§ YOUR ASSIGNMENT
Instruction for the data below: set down exactly the lines from the line with "let mut columns" to the line with "skipped.insert(&config.policy.value_column);", inclusive, and no others.

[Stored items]
----------
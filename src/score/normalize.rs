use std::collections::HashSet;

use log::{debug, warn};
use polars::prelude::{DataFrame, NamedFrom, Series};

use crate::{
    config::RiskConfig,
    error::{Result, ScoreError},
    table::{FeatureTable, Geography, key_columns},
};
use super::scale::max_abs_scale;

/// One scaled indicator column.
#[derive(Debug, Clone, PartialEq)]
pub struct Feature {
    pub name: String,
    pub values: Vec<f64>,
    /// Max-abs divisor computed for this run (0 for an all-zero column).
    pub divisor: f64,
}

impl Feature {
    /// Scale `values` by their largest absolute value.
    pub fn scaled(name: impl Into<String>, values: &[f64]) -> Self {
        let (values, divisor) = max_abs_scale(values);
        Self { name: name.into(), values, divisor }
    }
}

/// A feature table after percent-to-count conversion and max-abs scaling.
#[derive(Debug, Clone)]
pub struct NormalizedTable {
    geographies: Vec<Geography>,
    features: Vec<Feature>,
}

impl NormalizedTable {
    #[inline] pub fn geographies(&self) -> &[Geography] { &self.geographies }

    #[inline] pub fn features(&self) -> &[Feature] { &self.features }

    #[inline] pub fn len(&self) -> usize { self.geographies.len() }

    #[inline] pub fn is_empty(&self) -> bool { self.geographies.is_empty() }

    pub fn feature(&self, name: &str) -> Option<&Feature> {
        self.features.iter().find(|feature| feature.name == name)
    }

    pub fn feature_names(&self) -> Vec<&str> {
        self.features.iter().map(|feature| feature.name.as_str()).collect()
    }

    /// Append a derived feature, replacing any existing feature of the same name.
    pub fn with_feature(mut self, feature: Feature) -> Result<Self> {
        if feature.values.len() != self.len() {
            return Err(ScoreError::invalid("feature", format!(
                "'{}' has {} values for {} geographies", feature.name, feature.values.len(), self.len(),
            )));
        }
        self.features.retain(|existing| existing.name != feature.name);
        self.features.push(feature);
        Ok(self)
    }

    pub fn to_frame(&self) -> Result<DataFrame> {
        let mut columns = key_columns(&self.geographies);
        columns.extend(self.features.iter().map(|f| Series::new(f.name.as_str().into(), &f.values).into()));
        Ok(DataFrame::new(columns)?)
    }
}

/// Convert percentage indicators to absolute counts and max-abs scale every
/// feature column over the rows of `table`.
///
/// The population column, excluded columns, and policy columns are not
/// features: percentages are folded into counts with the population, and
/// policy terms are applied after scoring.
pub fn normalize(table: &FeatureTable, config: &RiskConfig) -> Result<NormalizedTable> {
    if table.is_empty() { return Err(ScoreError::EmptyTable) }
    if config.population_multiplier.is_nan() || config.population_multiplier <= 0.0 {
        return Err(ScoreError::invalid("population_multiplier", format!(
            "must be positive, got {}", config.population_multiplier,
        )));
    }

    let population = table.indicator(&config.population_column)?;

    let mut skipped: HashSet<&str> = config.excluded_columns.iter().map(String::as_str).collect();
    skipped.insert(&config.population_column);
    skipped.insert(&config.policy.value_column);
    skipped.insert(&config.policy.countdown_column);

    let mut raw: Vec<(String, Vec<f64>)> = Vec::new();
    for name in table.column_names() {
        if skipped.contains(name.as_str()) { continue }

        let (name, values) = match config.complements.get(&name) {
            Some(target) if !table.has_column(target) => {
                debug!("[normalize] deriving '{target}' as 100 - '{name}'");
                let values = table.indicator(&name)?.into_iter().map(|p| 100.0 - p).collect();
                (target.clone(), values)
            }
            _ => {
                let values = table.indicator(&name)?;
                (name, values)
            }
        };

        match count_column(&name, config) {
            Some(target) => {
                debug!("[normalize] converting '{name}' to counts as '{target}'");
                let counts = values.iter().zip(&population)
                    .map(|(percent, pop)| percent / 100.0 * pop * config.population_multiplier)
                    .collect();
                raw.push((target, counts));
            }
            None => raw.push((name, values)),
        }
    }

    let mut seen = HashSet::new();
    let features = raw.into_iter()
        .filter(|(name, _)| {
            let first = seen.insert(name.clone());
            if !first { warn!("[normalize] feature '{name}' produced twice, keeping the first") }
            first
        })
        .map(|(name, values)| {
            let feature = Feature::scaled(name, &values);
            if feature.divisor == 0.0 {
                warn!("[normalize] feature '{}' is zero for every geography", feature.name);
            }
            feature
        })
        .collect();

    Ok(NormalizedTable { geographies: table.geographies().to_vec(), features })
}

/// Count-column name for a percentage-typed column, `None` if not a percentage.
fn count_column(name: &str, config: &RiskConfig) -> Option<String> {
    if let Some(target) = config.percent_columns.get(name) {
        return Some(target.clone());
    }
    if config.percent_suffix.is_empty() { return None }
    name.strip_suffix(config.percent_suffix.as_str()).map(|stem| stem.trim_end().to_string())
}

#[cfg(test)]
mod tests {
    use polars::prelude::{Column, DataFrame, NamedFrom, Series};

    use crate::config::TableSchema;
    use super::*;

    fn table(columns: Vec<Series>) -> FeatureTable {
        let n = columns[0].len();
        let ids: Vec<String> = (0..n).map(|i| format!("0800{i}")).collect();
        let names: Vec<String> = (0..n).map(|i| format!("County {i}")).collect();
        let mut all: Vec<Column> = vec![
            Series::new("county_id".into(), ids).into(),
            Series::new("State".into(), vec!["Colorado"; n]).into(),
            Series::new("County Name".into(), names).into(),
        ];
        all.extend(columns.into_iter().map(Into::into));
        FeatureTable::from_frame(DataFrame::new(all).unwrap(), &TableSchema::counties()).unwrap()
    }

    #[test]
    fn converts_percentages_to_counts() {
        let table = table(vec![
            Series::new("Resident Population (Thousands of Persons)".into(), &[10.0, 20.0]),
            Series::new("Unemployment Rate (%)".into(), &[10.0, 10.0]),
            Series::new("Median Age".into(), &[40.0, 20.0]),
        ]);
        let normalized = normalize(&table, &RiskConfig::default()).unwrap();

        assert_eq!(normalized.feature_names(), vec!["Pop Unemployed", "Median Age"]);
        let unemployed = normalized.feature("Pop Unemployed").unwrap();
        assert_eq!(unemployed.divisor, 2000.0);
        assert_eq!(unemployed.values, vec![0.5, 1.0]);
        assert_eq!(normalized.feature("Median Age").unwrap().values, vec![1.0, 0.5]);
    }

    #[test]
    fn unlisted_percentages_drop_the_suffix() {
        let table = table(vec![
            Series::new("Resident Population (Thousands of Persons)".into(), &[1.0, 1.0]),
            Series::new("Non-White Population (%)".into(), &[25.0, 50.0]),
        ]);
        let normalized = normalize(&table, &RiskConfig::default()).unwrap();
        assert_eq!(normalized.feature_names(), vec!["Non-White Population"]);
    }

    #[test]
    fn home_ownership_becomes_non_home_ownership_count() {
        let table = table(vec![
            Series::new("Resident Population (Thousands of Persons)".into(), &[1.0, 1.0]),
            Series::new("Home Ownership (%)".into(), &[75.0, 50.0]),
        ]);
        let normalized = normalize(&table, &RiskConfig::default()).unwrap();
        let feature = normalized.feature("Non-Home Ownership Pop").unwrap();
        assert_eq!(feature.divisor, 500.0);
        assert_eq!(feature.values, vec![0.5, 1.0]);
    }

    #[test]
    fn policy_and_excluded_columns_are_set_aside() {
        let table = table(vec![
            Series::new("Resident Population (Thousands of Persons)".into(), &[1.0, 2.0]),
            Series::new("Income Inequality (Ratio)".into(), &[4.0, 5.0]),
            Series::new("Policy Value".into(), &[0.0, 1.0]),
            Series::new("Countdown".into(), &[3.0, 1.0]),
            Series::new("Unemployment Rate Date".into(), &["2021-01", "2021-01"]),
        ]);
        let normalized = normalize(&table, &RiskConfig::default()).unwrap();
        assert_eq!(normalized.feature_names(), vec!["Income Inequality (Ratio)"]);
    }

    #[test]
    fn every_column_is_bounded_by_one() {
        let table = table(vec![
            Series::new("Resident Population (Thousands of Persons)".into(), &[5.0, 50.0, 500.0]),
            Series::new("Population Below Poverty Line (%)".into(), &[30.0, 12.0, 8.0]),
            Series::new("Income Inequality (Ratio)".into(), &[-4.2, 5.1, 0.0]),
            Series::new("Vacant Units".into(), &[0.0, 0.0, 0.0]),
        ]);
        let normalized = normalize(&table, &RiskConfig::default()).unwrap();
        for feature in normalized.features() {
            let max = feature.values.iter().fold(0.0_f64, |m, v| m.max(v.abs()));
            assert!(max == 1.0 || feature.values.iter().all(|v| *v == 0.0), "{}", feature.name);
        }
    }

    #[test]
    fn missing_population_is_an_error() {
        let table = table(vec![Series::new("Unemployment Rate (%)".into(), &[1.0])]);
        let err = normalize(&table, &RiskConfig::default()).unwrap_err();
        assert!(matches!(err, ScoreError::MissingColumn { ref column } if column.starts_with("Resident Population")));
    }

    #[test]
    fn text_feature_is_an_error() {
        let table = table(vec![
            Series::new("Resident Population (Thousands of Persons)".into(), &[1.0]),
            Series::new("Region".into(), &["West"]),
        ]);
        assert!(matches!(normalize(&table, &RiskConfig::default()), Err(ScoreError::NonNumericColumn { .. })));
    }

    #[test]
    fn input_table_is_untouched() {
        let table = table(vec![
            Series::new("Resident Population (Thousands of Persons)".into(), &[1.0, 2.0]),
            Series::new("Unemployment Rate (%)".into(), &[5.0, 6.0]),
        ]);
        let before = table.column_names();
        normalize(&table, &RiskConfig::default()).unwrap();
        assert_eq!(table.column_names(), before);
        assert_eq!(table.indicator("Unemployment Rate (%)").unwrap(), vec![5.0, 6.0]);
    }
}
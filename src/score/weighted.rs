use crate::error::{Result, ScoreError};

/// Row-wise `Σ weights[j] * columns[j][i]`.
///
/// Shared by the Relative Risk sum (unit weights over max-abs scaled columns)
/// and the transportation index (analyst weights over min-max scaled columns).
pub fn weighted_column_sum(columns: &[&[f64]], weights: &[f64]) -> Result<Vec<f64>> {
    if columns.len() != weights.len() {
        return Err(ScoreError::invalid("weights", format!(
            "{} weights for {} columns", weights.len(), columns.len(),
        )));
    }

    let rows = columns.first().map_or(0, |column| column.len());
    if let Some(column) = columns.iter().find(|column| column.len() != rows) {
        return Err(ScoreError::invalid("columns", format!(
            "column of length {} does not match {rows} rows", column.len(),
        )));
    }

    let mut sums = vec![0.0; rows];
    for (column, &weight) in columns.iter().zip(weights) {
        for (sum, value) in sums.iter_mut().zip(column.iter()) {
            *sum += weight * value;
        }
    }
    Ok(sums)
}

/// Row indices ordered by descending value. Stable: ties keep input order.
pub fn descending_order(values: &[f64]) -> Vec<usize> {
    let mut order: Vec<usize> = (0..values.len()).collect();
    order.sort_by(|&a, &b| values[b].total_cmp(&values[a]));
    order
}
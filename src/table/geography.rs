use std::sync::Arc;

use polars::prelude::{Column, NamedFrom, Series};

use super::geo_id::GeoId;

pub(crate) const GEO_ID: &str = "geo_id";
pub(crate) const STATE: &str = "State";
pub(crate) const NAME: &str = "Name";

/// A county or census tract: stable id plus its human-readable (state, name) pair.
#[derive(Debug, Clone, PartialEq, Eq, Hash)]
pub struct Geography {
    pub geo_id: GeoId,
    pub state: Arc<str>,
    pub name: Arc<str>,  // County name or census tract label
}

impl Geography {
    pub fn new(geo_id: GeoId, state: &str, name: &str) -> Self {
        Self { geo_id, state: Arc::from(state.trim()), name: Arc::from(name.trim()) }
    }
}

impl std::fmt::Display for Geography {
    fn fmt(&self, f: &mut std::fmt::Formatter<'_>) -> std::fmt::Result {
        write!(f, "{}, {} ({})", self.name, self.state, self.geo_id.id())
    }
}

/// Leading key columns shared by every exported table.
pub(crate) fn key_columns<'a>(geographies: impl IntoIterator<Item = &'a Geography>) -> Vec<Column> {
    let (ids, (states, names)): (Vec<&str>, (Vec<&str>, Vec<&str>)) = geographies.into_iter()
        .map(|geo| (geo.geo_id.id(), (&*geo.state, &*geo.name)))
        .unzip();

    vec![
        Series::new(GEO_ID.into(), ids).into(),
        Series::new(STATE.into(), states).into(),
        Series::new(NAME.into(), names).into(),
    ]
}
----------
§ OUTPUT FOR THIS EXERCISE
        let mut columns = key_columns(&self.geographies);
        columns.extend(self.features.iter().map(|f| Series::new(f.name.as_str().into(), &f.values).into()));
        Ok(DataFrame::new(columns)?)
    }
}

/// Convert percentage indicators to absolute counts and max-abs scale every
/// feature column over the rows of `table`.
///
/// The population column, excluded columns, and policy columns are not
/// features: percentages are folded into counts with the population, and
/// policy terms are applied after scoring.
pub fn normalize(table: &FeatureTable, config: &RiskConfig) -> Result<NormalizedTable> {
    if table.is_empty() { return Err(ScoreError::EmptyTable) }
    if config.population_multiplier.is_nan() || config.population_multiplier <= 0.0 {
        return Err(ScoreError::invalid("population_multiplier", format!(
            "must be positive, got {}", config.population_multiplier,
        )));
    }

    let population = table.indicator(&config.population_column)?;

    let mut skipped: HashSet<&str> = config.excluded_columns.iter().map(String::as_str).collect();
    skipped.insert(&config.population_column);
    skipped.insert(&config.policy.value_column);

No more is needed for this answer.